- _What this task involves_:
Write the records out again, keeping each line exactly as it is.

Records drawn from a dataset
+===+
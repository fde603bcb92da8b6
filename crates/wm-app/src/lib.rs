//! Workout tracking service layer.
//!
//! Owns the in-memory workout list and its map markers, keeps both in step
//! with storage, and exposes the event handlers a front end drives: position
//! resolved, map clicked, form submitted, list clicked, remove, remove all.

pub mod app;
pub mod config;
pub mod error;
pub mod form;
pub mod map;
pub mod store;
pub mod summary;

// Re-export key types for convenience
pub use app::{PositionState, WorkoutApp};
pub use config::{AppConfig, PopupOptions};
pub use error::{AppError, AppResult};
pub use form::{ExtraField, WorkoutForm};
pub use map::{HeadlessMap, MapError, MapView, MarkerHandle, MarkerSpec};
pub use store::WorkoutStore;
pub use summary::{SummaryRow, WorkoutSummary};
+===+
- _Answer to this exercise_:
repository fde603bcb92da8b6
filename crates/wm-app/src/lib.rs
//! Workout tracking service layer.
//!
//! Owns the in-memory workout list and its map markers, keeps both in step
//! with storage, and exposes the event handlers a front end drives: position
//! resolved, map clicked, form submitted, list clicked, remove, remove all.

pub mod app;
pub mod config;
pub mod error;
pub mod form;
pub mod map;
pub mod store;
pub mod summary;

// Re-export key types for convenience
pub use app::{PositionState, WorkoutApp};
pub use config::{AppConfig, PopupOptions};
pub use error::{AppError, AppResult};
pub use form::{ExtraField, WorkoutForm};
pub use map::{HeadlessMap, MapError, MapView, MarkerHandle, MarkerSpec};
pub use store::WorkoutStore;
pub use summary::{SummaryRow, WorkoutSummary};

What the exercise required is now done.